At 7 days after I/R, kidney samples were collected for measurements. A Protein levels of p62, LC3, Bcl2, Bax, and FXR were detected by immunoblotting. B The relative protein levels are shown, and the values for the WT-Sham group were set to 1 (n = 3–4). C Renal cortical tissues were collected for hematoxylin and eosin (H&E), periodic acid-Schiff (PAS) and Sirius Red staining to examine histology and for immunohistochemistry to examine the expression of F4/80, 3-NT, and 4-HHE. Computer-based morphometric analysis is shown (right bar graph, n = 6 in each group). All values are presented as the mean ± SD. Statistical significance was measured using one-way or two-way ANOVA with the Bonferroni post-test. *P < 0.05, **P < 0.005, ^#P < 0.05.

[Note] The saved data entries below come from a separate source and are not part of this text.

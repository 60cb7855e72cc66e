//! Registry of native handles, indexed by path and by handle
//!
//! Both indices live behind one lock so that lookups never observe a path
//! without its handle or the reverse. The lock is held across the backend's
//! open and close calls but never across a wait.

use crate::error::{Result, WatchError};
use crate::platform::{is_exhaustion, is_vanished, Backend};
use ahash::AHashMap;
use parking_lot::Mutex;
use std::path::{Path, PathBuf};
use std::sync::Arc;
use tracing::{debug, trace};

/// One registered path
#[derive(Debug, Clone, PartialEq, Eq)]
pub struct WatchDescriptor<H> {
    pub path: PathBuf,
    pub is_directory: bool,
    pub handle: H,
}

/// Outcome of [`DescriptorSet::add`]
#[derive(Debug, Clone, Copy, PartialEq, Eq)]
pub enum Registration {
    Added,
    /// The path already had a descriptor; nothing changed
    AlreadyWatched,
    /// The path disappeared before a handle could be opened
    Vanished,
    /// The native handle already belongs to another path (a hard link)
    Shared,
    /// The path exists but cannot carry a handle (a dangling symlink)
    Unwatchable,
}

struct Index<H> {
    by_path: AHashMap<PathBuf, WatchDescriptor<H>>,
    by_handle: AHashMap<H, PathBuf>,
}

pub struct DescriptorSet<B: Backend> {
    backend: Arc<B>,
    index: Mutex<Index<B::Handle>>,
}

impl<B: Backend> DescriptorSet<B> {
    pub fn new(backend: Arc<B>) -> Self {
        Self {
            backend,
            index: Mutex::new(Index {
                by_path: AHashMap::new(),
                by_handle: AHashMap::new(),
            }),
        }
    }

    /// Open a handle for `path` and index it
    pub fn add(&self, path: &Path, is_directory: bool) -> Result<Registration> {
        let mut index = self.index.lock();
        if index.by_path.contains_key(path) {
            return Ok(Registration::AlreadyWatched);
        }

        let handle = match self.backend.open(path, is_directory) {
            Ok(handle) => handle,
            Err(err) if is_exhaustion(&err) => {
                return Err(WatchError::ResourceExhaustion {
                    path: path.to_path_buf(),
                    source: err,
                })
            }
            Err(err) => {
                return match path.symlink_metadata() {
                    Err(_) => {
                        trace!("{} vanished before registration", path.display());
                        Ok(Registration::Vanished)
                    }
                    Ok(meta) if meta.file_type().is_symlink() => {
                        debug!("Not watching symlink {}: {}", path.display(), err);
                        Ok(Registration::Unwatchable)
                    }
                    Ok(_) if is_vanished(&err) => Ok(Registration::Vanished),
                    Ok(_) => Err(WatchError::Register {
                        path: path.to_path_buf(),
                        source: err,
                    }),
                };
            }
        };

        if let Some(owner) = index.by_handle.get(&handle) {
            debug!(
                ?handle,
                "{} shares a native handle with {}",
                path.display(),
                owner.display()
            );
            return Ok(Registration::Shared);
        }

        index.by_handle.insert(handle, path.to_path_buf());
        index.by_path.insert(
            path.to_path_buf(),
            WatchDescriptor {
                path: path.to_path_buf(),
                is_directory,
                handle,
            },
        );
        trace!(?handle, "Registered {}", path.display());
        Ok(Registration::Added)
    }

    /// Close and forget the descriptor for `path`; absent paths are a no-op
    pub fn remove(&self, path: &Path) -> bool {
        let mut index = self.index.lock();
        let Some(descriptor) = index.by_path.remove(path) else {
            return false;
        };
        index.by_handle.remove(&descriptor.handle);
        if let Err(err) = self.backend.close(descriptor.handle) {
            // The node is usually already gone and took its handle with it
            trace!("Ignoring close failure for {}: {}", path.display(), err);
        }
        trace!("Unregistered {}", path.display());
        true
    }

    pub fn get(&self, path: &Path) -> Result<WatchDescriptor<B::Handle>> {
        self.index
            .lock()
            .by_path
            .get(path)
            .cloned()
            .ok_or_else(|| WatchError::NotFound(path.display().to_string()))
    }

    pub fn get_by_handle(&self, handle: B::Handle) -> Result<WatchDescriptor<B::Handle>> {
        let index = self.index.lock();
        index
            .by_handle
            .get(&handle)
            .and_then(|path| index.by_path.get(path))
            .cloned()
            .ok_or_else(|| WatchError::NotFound(format!("handle {handle:?}")))
    }

    pub fn contains(&self, path: &Path) -> bool {
        self.index.lock().by_path.contains_key(path)
    }

    pub fn paths(&self) -> Vec<PathBuf> {
        let mut paths: Vec<PathBuf> = self.index.lock().by_path.keys().cloned().collect();
        paths.sort();
        paths
    }

    pub fn len(&self) -> usize {
        self.index.lock().by_path.len()
    }

    pub fn is_empty(&self) -> bool {
        self.len() == 0
    }

    /// Close every handle
    pub fn clear(&self) {
        let mut index = self.index.lock();
        let count = index.by_path.len();
        for (_, descriptor) in index.by_path.drain() {
            if let Err(err) = self.backend.close(descriptor.handle) {
                trace!("Ignoring close failure for {}: {}", descriptor.path.display(), err);
            }
        }
        index.by_handle.clear();
        if count > 0 {
            debug!(count, "Closed all descriptors");
        }
    }
}

/// Read-only view of a descriptor set, independent of the backend type
pub trait WatchedPaths: Send + Sync {
    fn watched_paths(&self) -> Vec<PathBuf>;
    fn watched_count(&self) -> usize;
    fn is_watching(&self, path: &Path) -> bool;
}

impl<B: Backend> WatchedPaths for DescriptorSet<B> {
    fn watched_paths(&self) -> Vec<PathBuf> {
        self.paths()
    }

    fn watched_count(&self) -> usize {
        self.len()
    }

    fn is_watching(&self, path: &Path) -> bool {
        self.contains(path)
    }
}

Fig. 8. Loss of FXR exacerbates progression to CKD after I/R-induced AKI.

At 28 days after I/R, kidney samples were collected for measurements. A Protein levels of CTGF, αSMA, KIM-1, p62, LC3, and FXR were detected by immunoblotting. B The relative protein levels are shown. The values for the WT-Sham group were set to 1 (n = 4). C mRNA levels were detected by qRT-PCR. The values for the WT-Sham were set to 1 (n = 8). D Renal cortical tissues were collected for hematoxylin and eosin (H&E), periodic acid-Schiff (PAS) and Sirius Red staining to examine histology and for immunohistochemistry to examine the expression of 3-NT and 4-HHE. Computer-based morphometric analysis is shown (bottom bar graph, n = 7–8 in each group). All values are presented as the mean ± SD. Statistical significance was measured using one-way or two-way ANOVA with the Bonferroni post-test. *P < 0.05, **P < 0.005.